Veniamo tutti trasformati in ombre scure che frugano alla ricerca di brandelli di luce. Io scopro la libertà nella brace della mia sigaretta. Quando cala il buio della notte, percorro i cento metri fino alla recinzione della prigione, appoggio i piedi in terra e, da dietro la recinzione, sogno la libertà avvolto dal fumo della sigaretta. A volte la liberazione che trovo in quella sigaretta, per contrastare la violenza di questo carcere militarizzato, porta con sé l’immagine di una donna con gli occhi a mandorla. Questa illusione viene dal nulla e non ha altro scopo se non quella di occuparmi la mente mentre me ne sto seduto a gelare, il corpo fradicio di sudore ormai raffreddato.
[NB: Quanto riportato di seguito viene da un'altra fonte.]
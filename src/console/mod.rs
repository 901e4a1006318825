//! Interactive console front-end: a menu-driven navigation state machine over
//! the repositories and services.

mod actions;
mod app;
mod io;
mod render;
mod state;


pub use actions::{parse_input, ActionSet, CommonAction, Selection};
pub use app::ConsoleApp;
pub use io::ConsoleIo;
pub use state::{ConsoleState, Session};
//! Loan management service

use chrono::{DateTime, Utc};

use crate::{
    config::LoansConfig,
    error::{AppError, AppResult},
    models::{LoanExtensionStatus, LoanReturnStatus},
    repository::Repository,
};

use super::add_days;

#[derive(Clone)]
pub struct LoanService {
    repository: Repository,
    config: LoansConfig,
}

impl LoanService {
    pub fn new(repository: Repository, config: LoansConfig) -> Self {
        Self { repository, config }
    }

    /// Return a borrowed item
    pub async fn return_loan(&self, loan_id: i32) -> AppResult<LoanReturnStatus> {
        self.return_loan_at(loan_id, Utc::now()).await
    }

    pub async fn return_loan_at(
        &self,
        loan_id: i32,
        now: DateTime<Utc>,
    ) -> AppResult<LoanReturnStatus> {
        let Some(mut loan) = self.repository.loans.get_loan(loan_id).await? else {
            return Ok(LoanReturnStatus::LoanNotFound);
        };

        if !loan.is_active() {
            return Ok(LoanReturnStatus::AlreadyReturned);
        }

        loan.return_date = Some(now);
        self.repository.loans.update_loan(&loan).await?;
        tracing::info!("Loan {} returned", loan_id);

        Ok(LoanReturnStatus::Success)
    }

    /// Extend the due date of an active loan
    pub async fn extend_loan(&self, loan_id: i32) -> AppResult<LoanExtensionStatus> {
        self.extend_loan_at(loan_id, Utc::now()).await
    }

    pub async fn extend_loan_at(
        &self,
        loan_id: i32,
        now: DateTime<Utc>,
    ) -> AppResult<LoanExtensionStatus> {
        let Some(mut loan) = self.repository.loans.get_loan(loan_id).await? else {
            return Ok(LoanExtensionStatus::LoanNotFound);
        };

        if !loan.is_active() {
            return Ok(LoanExtensionStatus::LoanReturned);
        }

        // A loan always points at a patron; a dangling reference is a data error
        let patron = self
            .repository
            .patrons
            .get_patron(loan.patron_id)
            .await?
            .ok_or_else(|| AppError::not_found("Patron", loan.patron_id))?;

        if patron.is_membership_expired(now) {
            return Ok(LoanExtensionStatus::MembershipExpired);
        }

        if loan.is_overdue(now) {
            return Ok(LoanExtensionStatus::LoanExpired);
        }

        loan.due_date = add_days(loan.due_date, self.config.extend_by_days)?;
        self.repository.loans.update_loan(&loan).await?;
        tracing::info!("Loan {} extended until {}", loan_id, loan.due_date);

        Ok(LoanExtensionStatus::Success)
    }
}
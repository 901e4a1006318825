//! In-memory data store backed by flat JSON files
//!
//! Every collection is read once at startup. Lookups run against the in-memory
//! vectors; mutations replace a record in place and the owning repository asks
//! the store to rewrite the matching file.

use std::path::{Path, PathBuf};
use std::sync::Arc;

use serde::{de::DeserializeOwned, Serialize};
use tokio::sync::RwLock;

use crate::{
    error::AppResult,
    models::{Author, Book, BookItem, Loan, Patron},
};

const AUTHORS_FILE: &str = "Authors.json";
const BOOKS_FILE: &str = "Books.json";
const BOOK_ITEMS_FILE: &str = "BookItems.json";
const PATRONS_FILE: &str = "Patrons.json";
const LOANS_FILE: &str = "Loans.json";

/// Store handle shared by all repositories
pub type SharedStore = Arc<RwLock<DataStore>>;

#[derive(Debug, Default)]
pub struct DataStore {
    /// `None` for stores that are not backed by files
    dir: Option<PathBuf>,
    authors: Vec<Author>,
    books: Vec<Book>,
    book_items: Vec<BookItem>,
    patrons: Vec<Patron>,
    loans: Vec<Loan>,
}

impl DataStore {
    /// Load every collection from `dir`
    pub async fn load(dir: impl AsRef<Path>) -> AppResult<Self> {
        let dir = dir.as_ref().to_path_buf();

        let store = Self {
            authors: read_collection(&dir.join(AUTHORS_FILE), false).await?,
            books: read_collection(&dir.join(BOOKS_FILE), true).await?,
            book_items: read_collection(&dir.join(BOOK_ITEMS_FILE), true).await?,
            patrons: read_collection(&dir.join(PATRONS_FILE), true).await?,
            loans: read_collection(&dir.join(LOANS_FILE), true).await?,
            dir: Some(dir),
        };

        tracing::info!(
            "Loaded {} patrons, {} books, {} book items, {} loans from {}",
            store.patrons.len(),
            store.books.len(),
            store.book_items.len(),
            store.loans.len(),
            store.dir.as_deref().unwrap_or(Path::new("")).display()
        );

        Ok(store)
    }

    /// Build a store with no backing files; saves are no-ops
    pub fn in_memory(
        authors: Vec<Author>,
        books: Vec<Book>,
        book_items: Vec<BookItem>,
        patrons: Vec<Patron>,
        loans: Vec<Loan>,
    ) -> Self {
        Self {
            dir: None,
            authors,
            books,
            book_items,
            patrons,
            loans,
        }
    }

    pub fn into_shared(self) -> SharedStore {
        Arc::new(RwLock::new(self))
    }

    // -----------------------------------------------------------------------
    // Lookups
    // -----------------------------------------------------------------------

    /// Patrons in file order, without loans
    pub fn patrons(&self) -> &[Patron] {
        &self.patrons
    }

    pub fn patron(&self, id: i32) -> Option<&Patron> {
        self.patrons.iter().find(|p| p.id == id)
    }

    pub fn loan(&self, id: i32) -> Option<&Loan> {
        self.loans.iter().find(|l| l.id == id)
    }

    pub fn loans_for_patron(&self, patron_id: i32) -> impl Iterator<Item = &Loan> {
        self.loans.iter().filter(move |l| l.patron_id == patron_id)
    }

    /// Case-insensitive exact title match, ignoring surrounding whitespace
    pub fn book_by_title(&self, title: &str) -> Option<&Book> {
        let wanted = title.trim().to_lowercase();
        self.books
            .iter()
            .find(|b| b.title.trim().to_lowercase() == wanted)
    }

    pub fn book_items_for(&self, book_id: i32) -> impl Iterator<Item = &BookItem> {
        self.book_items.iter().filter(move |i| i.book_id == book_id)
    }

    pub fn active_loan_for_item(&self, book_item_id: i32) -> Option<&Loan> {
        self.loans
            .iter()
            .find(|l| l.book_item_id == book_item_id && l.is_active())
    }

    // -----------------------------------------------------------------------
    // Hydration of navigation fields
    // -----------------------------------------------------------------------

    pub fn hydrate_book(&self, book: &Book) -> Book {
        let mut book = book.clone();
        book.author = book
            .author_id
            .and_then(|id| self.authors.iter().find(|a| a.id == id))
            .cloned();
        book
    }

    pub fn hydrate_book_item(&self, item: &BookItem) -> BookItem {
        let mut item = item.clone();
        item.book = self
            .books
            .iter()
            .find(|b| b.id == item.book_id)
            .map(|b| self.hydrate_book(b));
        item
    }

    pub fn hydrate_loan(&self, loan: &Loan) -> Loan {
        let mut loan = loan.clone();
        loan.book_item = self
            .book_items
            .iter()
            .find(|i| i.id == loan.book_item_id)
            .map(|i| self.hydrate_book_item(i));
        loan
    }

    pub fn hydrate_patron(&self, patron: &Patron) -> Patron {
        let mut patron = patron.clone();
        patron.loans = self
            .loans_for_patron(patron.id)
            .map(|l| self.hydrate_loan(l))
            .collect();
        patron
    }

    // -----------------------------------------------------------------------
    // Mutations
    // -----------------------------------------------------------------------

    /// Replace the stored patron with the same id. Returns false if absent.
    pub fn replace_patron(&mut self, patron: &Patron) -> bool {
        match self.patrons.iter_mut().find(|p| p.id == patron.id) {
            Some(existing) => {
                existing.name = patron.name.clone();
                existing.membership_start = patron.membership_start;
                existing.membership_end = patron.membership_end;
                true
            }
            None => false,
        }
    }

    /// Replace the stored loan with the same id. Returns false if absent.
    pub fn replace_loan(&mut self, loan: &Loan) -> bool {
        match self.loans.iter_mut().find(|l| l.id == loan.id) {
            Some(existing) => {
                existing.book_item_id = loan.book_item_id;
                existing.patron_id = loan.patron_id;
                existing.loan_date = loan.loan_date;
                existing.due_date = loan.due_date;
                existing.return_date = loan.return_date;
                true
            }
            None => false,
        }
    }

    pub async fn save_patrons(&self) -> AppResult<()> {
        self.write_collection(PATRONS_FILE, &self.patrons).await
    }

    pub async fn save_loans(&self) -> AppResult<()> {
        self.write_collection(LOANS_FILE, &self.loans).await
    }

    async fn write_collection<T: Serialize>(&self, file: &str, items: &[T]) -> AppResult<()> {
        let Some(dir) = &self.dir else {
            return Ok(());
        };

        let path = dir.join(file);
        let json = serde_json::to_string_pretty(items)?;
        tokio::fs::write(&path, json).await?;
        tracing::debug!("Wrote {} records to {}", items.len(), path.display());
        Ok(())
    }
}

async fn read_collection<T: DeserializeOwned>(path: &Path, required: bool) -> AppResult<Vec<T>> {
    let content = match tokio::fs::read_to_string(path).await {
        Ok(content) => content,
        Err(e) if e.kind() == std::io::ErrorKind::NotFound && !required => {
            tracing::warn!("{} not found, starting with an empty collection", path.display());
            return Ok(Vec::new());
        }
        Err(e) => return Err(e.into()),
    };

    Ok(serde_json::from_str(&content)?)
}
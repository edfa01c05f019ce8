//! Utility macros for the front end.
//!
//! This module defines helper macros used by the lexer:
//!
//! - `MK_TOKEN!` - Creates a Token instance
//! - `MK_DEFAULT_HANDLER!` - Creates a default lexer handler for fixed-spelling tokens
//!
//! These macros reduce boilerplate in the lexer's pattern table.

/// Creates a Token instance.
///
/// # Arguments
///
/// * `$kind` - The TokenKind
/// * `$literal` - The token's source text
/// * `$position` - The position of the token's first character
///
/// # Example
///
/// ```ignore
/// let token = MK_TOKEN!(TokenKind::Number, "42".to_string(), Position::new(1, 1));
/// ```
#[macro_export]
macro_rules! MK_TOKEN {
    ($kind:expr, $literal:expr, $position:expr) => {
        Token {
            kind: $kind,
            literal: $literal,
            line: $position.line,
            column: $position.column,
        }
    };
}

/// Creates a default lexer handler for fixed-spelling tokens.
///
/// Generates a handler function that records the token's start position,
/// consumes the spelling and returns a token with the given kind.
///
/// # Arguments
///
/// * `$kind` - The TokenKind to create
/// * `$literal` - The exact spelling of the token
///
/// # Example
///
/// ```ignore
/// RegexPattern {
///     regex: Regex::new("^:=").unwrap(),
///     handler: MK_DEFAULT_HANDLER!(TokenKind::Assign, ":="),
/// }
/// ```
#[macro_export]
macro_rules! MK_DEFAULT_HANDLER {
    ($kind:expr, $literal:literal) => {
        |lexer: &mut Lexer, _len: usize| {
            let start = lexer.position();
            lexer.advance_n($literal.len());
            Some(MK_TOKEN!($kind, String::from($literal), start))
        }
    };
}
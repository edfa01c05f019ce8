use crate::{
    ast::ast::{Expression, Statement},
    lexer::tokens::TokenKind,
};

use super::{expr::*, parser::Parser, stmt::*};

/// Operator precedence, weakest first.
///
/// `&&` and `||` bind looser than equality, so `a = b && c = d` groups as
/// `((a = b) && (c = d))`.
#[derive(PartialEq, Eq, PartialOrd, Ord, Clone, Copy, Debug)]
pub enum BindingPower {
    Lowest,
    Logical,
    Equals,
    Comparison,
    Sum,
    Product,
    Prefix,
    Call,
}

pub type StmtHandler = fn(&mut Parser) -> Option<Statement>;
pub type NUDHandler = fn(&mut Parser) -> Option<Expression>;
pub type LEDHandler = fn(&mut Parser, Expression, BindingPower) -> Option<Expression>;

/// Binding power of `kind` when it appears between two operands.
pub fn binding_power(kind: TokenKind) -> BindingPower {
    match kind {
        TokenKind::And | TokenKind::Or => BindingPower::Logical,
        TokenKind::Equals | TokenKind::NotEquals => BindingPower::Equals,
        TokenKind::Less | TokenKind::Greater => BindingPower::Comparison,
        TokenKind::Plus | TokenKind::Minus => BindingPower::Sum,
        TokenKind::Asterisk | TokenKind::Slash => BindingPower::Product,
        TokenKind::OpenParen => BindingPower::Call,
        _ => BindingPower::Lowest,
    }
}

/// Null denotation: the rule for a token that starts an expression.
pub fn nud_handler(kind: TokenKind) -> Option<NUDHandler> {
    match kind {
        TokenKind::Identifier | TokenKind::Number | TokenKind::True | TokenKind::False => {
            Some(parse_primary_expr)
        }
        TokenKind::OpenParen => Some(parse_grouping_expr),
        TokenKind::Bang | TokenKind::Minus => Some(parse_prefix_expr),
        _ => None,
    }
}

/// Left denotation: the rule for a token that follows a complete operand.
pub fn led_handler(kind: TokenKind) -> Option<LEDHandler> {
    match kind {
        TokenKind::Plus
        | TokenKind::Minus
        | TokenKind::Asterisk
        | TokenKind::Slash
        | TokenKind::Equals
        | TokenKind::NotEquals
        | TokenKind::Less
        | TokenKind::Greater
        | TokenKind::And
        | TokenKind::Or => Some(parse_binary_expr),
        _ => None,
    }
}

/// The rule for a token that starts a statement.
pub fn stmt_handler(kind: TokenKind) -> Option<StmtHandler> {
    match kind {
        TokenKind::Identifier => Some(parse_assign_stmt),
        TokenKind::If => Some(parse_if_stmt),
        TokenKind::While => Some(parse_while_stmt),
        TokenKind::Begin => Some(parse_begin_stmt),
        _ => None,
    }
}
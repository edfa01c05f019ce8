use lazy_static::lazy_static;
use regex::Regex;

use crate::{Position, MK_DEFAULT_HANDLER, MK_TOKEN};

use super::tokens::{lookup_identifier, Token, TokenKind};

/// Handles a pattern match of the given byte length at the lexer's position.
///
/// Returns `None` when the matched text produces no token (whitespace, comments).
pub type RegexHandler = fn(&mut Lexer, usize) -> Option<Token>;

pub struct RegexPattern {
    regex: Regex,
    handler: RegexHandler,
}

lazy_static! {
    // Tried in order, so two-character operators must precede their one-character prefixes.
    static ref PATTERNS: Vec<RegexPattern> = vec![
        RegexPattern { regex: Regex::new("^[ \t\r\n]+").unwrap(), handler: skip_handler },
        RegexPattern { regex: Regex::new("^//[^\n]*").unwrap(), handler: skip_handler },
        RegexPattern { regex: Regex::new("^\\p{L}[\\p{L}0-9_]*").unwrap(), handler: symbol_handler },
        RegexPattern { regex: Regex::new("^[0-9]+").unwrap(), handler: number_handler },
        RegexPattern { regex: Regex::new("^:=").unwrap(), handler: MK_DEFAULT_HANDLER!(TokenKind::Assign, ":=") },
        RegexPattern { regex: Regex::new("^!=").unwrap(), handler: MK_DEFAULT_HANDLER!(TokenKind::NotEquals, "!=") },
        RegexPattern { regex: Regex::new("^&&").unwrap(), handler: MK_DEFAULT_HANDLER!(TokenKind::And, "&&") },
        RegexPattern { regex: Regex::new("^\\|\\|").unwrap(), handler: MK_DEFAULT_HANDLER!(TokenKind::Or, "||") },
        RegexPattern { regex: Regex::new("^!").unwrap(), handler: MK_DEFAULT_HANDLER!(TokenKind::Bang, "!") },
        RegexPattern { regex: Regex::new("^;").unwrap(), handler: MK_DEFAULT_HANDLER!(TokenKind::Semicolon, ";") },
        RegexPattern { regex: Regex::new("^\\(").unwrap(), handler: MK_DEFAULT_HANDLER!(TokenKind::OpenParen, "(") },
        RegexPattern { regex: Regex::new("^\\)").unwrap(), handler: MK_DEFAULT_HANDLER!(TokenKind::CloseParen, ")") },
        RegexPattern { regex: Regex::new("^,").unwrap(), handler: MK_DEFAULT_HANDLER!(TokenKind::Comma, ",") },
        RegexPattern { regex: Regex::new("^\\.").unwrap(), handler: MK_DEFAULT_HANDLER!(TokenKind::Dot, ".") },
        RegexPattern { regex: Regex::new("^\\+").unwrap(), handler: MK_DEFAULT_HANDLER!(TokenKind::Plus, "+") },
        RegexPattern { regex: Regex::new("^-").unwrap(), handler: MK_DEFAULT_HANDLER!(TokenKind::Minus, "-") },
        RegexPattern { regex: Regex::new("^\\*").unwrap(), handler: MK_DEFAULT_HANDLER!(TokenKind::Asterisk, "*") },
        RegexPattern { regex: Regex::new("^/").unwrap(), handler: MK_DEFAULT_HANDLER!(TokenKind::Slash, "/") },
        RegexPattern { regex: Regex::new("^<").unwrap(), handler: MK_DEFAULT_HANDLER!(TokenKind::Less, "<") },
        RegexPattern { regex: Regex::new("^>").unwrap(), handler: MK_DEFAULT_HANDLER!(TokenKind::Greater, ">") },
        RegexPattern { regex: Regex::new("^=").unwrap(), handler: MK_DEFAULT_HANDLER!(TokenKind::Equals, "=") },
    ];
}

/// Lazily scans source text into positioned tokens.
///
/// Tokens are produced one at a time by [`Lexer::next_token`]. Once the input
/// is exhausted every further call returns an EOF token.
pub struct Lexer {
    source: String,
    /// Byte offset of the next unread character
    pos: usize,
    /// Line of the next unread character, 1-based
    line: u32,
    /// Column of the next unread character, 1-based
    column: u32,
}

impl Lexer {
    pub fn new(source: &str) -> Lexer {
        Lexer {
            source: source.to_string(),
            pos: 0,
            line: 1,
            column: 1,
        }
    }

    /// Consumes the next `n` bytes, keeping line and column in step.
    ///
    /// `n` must end on a character boundary.
    pub fn advance_n(&mut self, n: usize) {
        let end = self.pos + n;

        for c in self.source[self.pos..end].chars() {
            if c == '\n' {
                self.line += 1;
                self.column = 1;
            } else {
                self.column += 1;
            }
        }

        self.pos = end;
    }

    pub fn at(&self) -> Option<char> {
        self.remainder().chars().next()
    }

    pub fn remainder(&self) -> &str {
        &self.source[self.pos..]
    }

    pub fn at_eof(&self) -> bool {
        self.pos >= self.source.len()
    }

    pub fn position(&self) -> Position {
        Position::new(self.line, self.column)
    }

    fn slice(&self, n: usize) -> String {
        String::from(&self.source[self.pos..self.pos + n])
    }

    /// Returns the next token, skipping whitespace and line comments.
    pub fn next_token(&mut self) -> Token {
        loop {
            if self.at_eof() {
                return MK_TOKEN!(TokenKind::EOF, String::new(), self.position());
            }

            let matched = PATTERNS.iter().find_map(|pattern| {
                pattern
                    .regex
                    .find(self.remainder())
                    .map(|m| (m.end(), pattern.handler))
            });

            let token = match matched {
                Some((len, handler)) => handler(self, len),
                None => illegal_handler(self),
            };

            if let Some(token) = token {
                log::trace!("Scanned {}", token);
                return token;
            }
        }
    }
}

fn skip_handler(lexer: &mut Lexer, len: usize) -> Option<Token> {
    lexer.advance_n(len);
    None
}

fn symbol_handler(lexer: &mut Lexer, len: usize) -> Option<Token> {
    let start = lexer.position();
    let value = lexer.slice(len);
    lexer.advance_n(len);

    Some(MK_TOKEN!(lookup_identifier(&value), value, start))
}

fn number_handler(lexer: &mut Lexer, len: usize) -> Option<Token> {
    let start = lexer.position();
    let value = lexer.slice(len);
    lexer.advance_n(len);

    Some(MK_TOKEN!(TokenKind::Number, value, start))
}

/// Consumes exactly one character as an illegal token, so a lone `&`, `|` or `:`
/// can never stall the scan.
fn illegal_handler(lexer: &mut Lexer) -> Option<Token> {
    let c = lexer.at()?;
    let start = lexer.position();
    lexer.advance_n(c.len_utf8());

    Some(MK_TOKEN!(TokenKind::Illegal, c.to_string(), start))
}

/// Scans `source` to completion, returning every token including the final EOF.
pub fn tokenize(source: &str) -> Vec<Token> {
    let mut lex = Lexer::new(source);
    let mut tokens = vec![];

    loop {
        let token = lex.next_token();
        let done = token.kind == TokenKind::EOF;
        tokens.push(token);

        if done {
            return tokens;
        }
    }
}
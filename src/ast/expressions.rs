use std::fmt::Display;

use crate::lexer::tokens::Token;

use super::ast::Expression;

// LITERALS

/// Identifier
/// A bare name, either a variable reference or an assignment target.
#[derive(Debug, Clone, PartialEq)]
pub struct Identifier {
    pub token: Token,
    pub value: String,
}

impl Display for Identifier {
    fn fmt(&self, f: &mut std::fmt::Formatter<'_>) -> std::fmt::Result {
        write!(f, "{}", self.value)
    }
}

/// Integer Literal
/// Renders with its original spelling, so `010` stays `010` even though its value is 8.
#[derive(Debug, Clone, PartialEq)]
pub struct IntegerLiteral {
    pub token: Token,
    pub value: i64,
}

impl Display for IntegerLiteral {
    fn fmt(&self, f: &mut std::fmt::Formatter<'_>) -> std::fmt::Result {
        write!(f, "{}", self.token.literal)
    }
}

#[derive(Debug, Clone, PartialEq)]
pub struct BooleanLiteral {
    pub token: Token,
    pub value: bool,
}

impl Display for BooleanLiteral {
    fn fmt(&self, f: &mut std::fmt::Formatter<'_>) -> std::fmt::Result {
        write!(f, "{}", self.token.literal)
    }
}

// COMPLEX

/// Prefix Expression
/// A unary `!` or `-` applied to its operand, rendered as `(!x)`.
#[derive(Debug, Clone, PartialEq)]
pub struct PrefixExpression {
    pub token: Token,
    pub operator: String,
    pub right: Box<Expression>,
}

impl Display for PrefixExpression {
    fn fmt(&self, f: &mut std::fmt::Formatter<'_>) -> std::fmt::Result {
        write!(f, "({}{})", self.operator, self.right)
    }
}

/// Infix Expression
/// A binary operation, rendered fully parenthesised as `(left op right)`.
#[derive(Debug, Clone, PartialEq)]
pub struct InfixExpression {
    pub token: Token,
    pub left: Box<Expression>,
    pub operator: String,
    pub right: Box<Expression>,
}

impl Display for InfixExpression {
    fn fmt(&self, f: &mut std::fmt::Formatter<'_>) -> std::fmt::Result {
        write!(f, "({} {} {})", self.left, self.operator, self.right)
    }
}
Guardo a quegli stupidi pensieri di gratificazione con sdegno, respingendoli. Mi rituffo nel mio mondo di introspezione: un mondo pieno di mistero e gioia, che mi sorprende”.

Titolo originale: Stateless
Numero degli episodi: 6
Durata media ad episodio: tra i 50 e i 55 minuti l’uno
Distribuzione: Netflix
Uscita: 15 Maggio 2020
Genere: Drama

Consigliato a chi: non si fida delle suore, ha sempre sognato di cambiare nome.

Sconsigliato a chi: ha paura di perdersi nel deserto, ha un conto aperto con la burocrazia.

Letture e visioni parallele:

il libro di Behrouz Boochani, Nessun amico se non le montagne, è stato pubblicato da Add Editore nel 2019;

– un film australiano diretto da John Hillcoat, ambientato in un carcere di massima sicurezza, sceneggiato e interpretato da Nick Cave. Non ne avete mai sentito parlare? Si intitola Ghosts of the Civil Dead e vi consigliamo di recuperarlo.

Un’immagine: le donne di differenti nazionalità ed etnie che corrono in aiuto di Sofie dopo un attacco psicotico nel terzo episodio.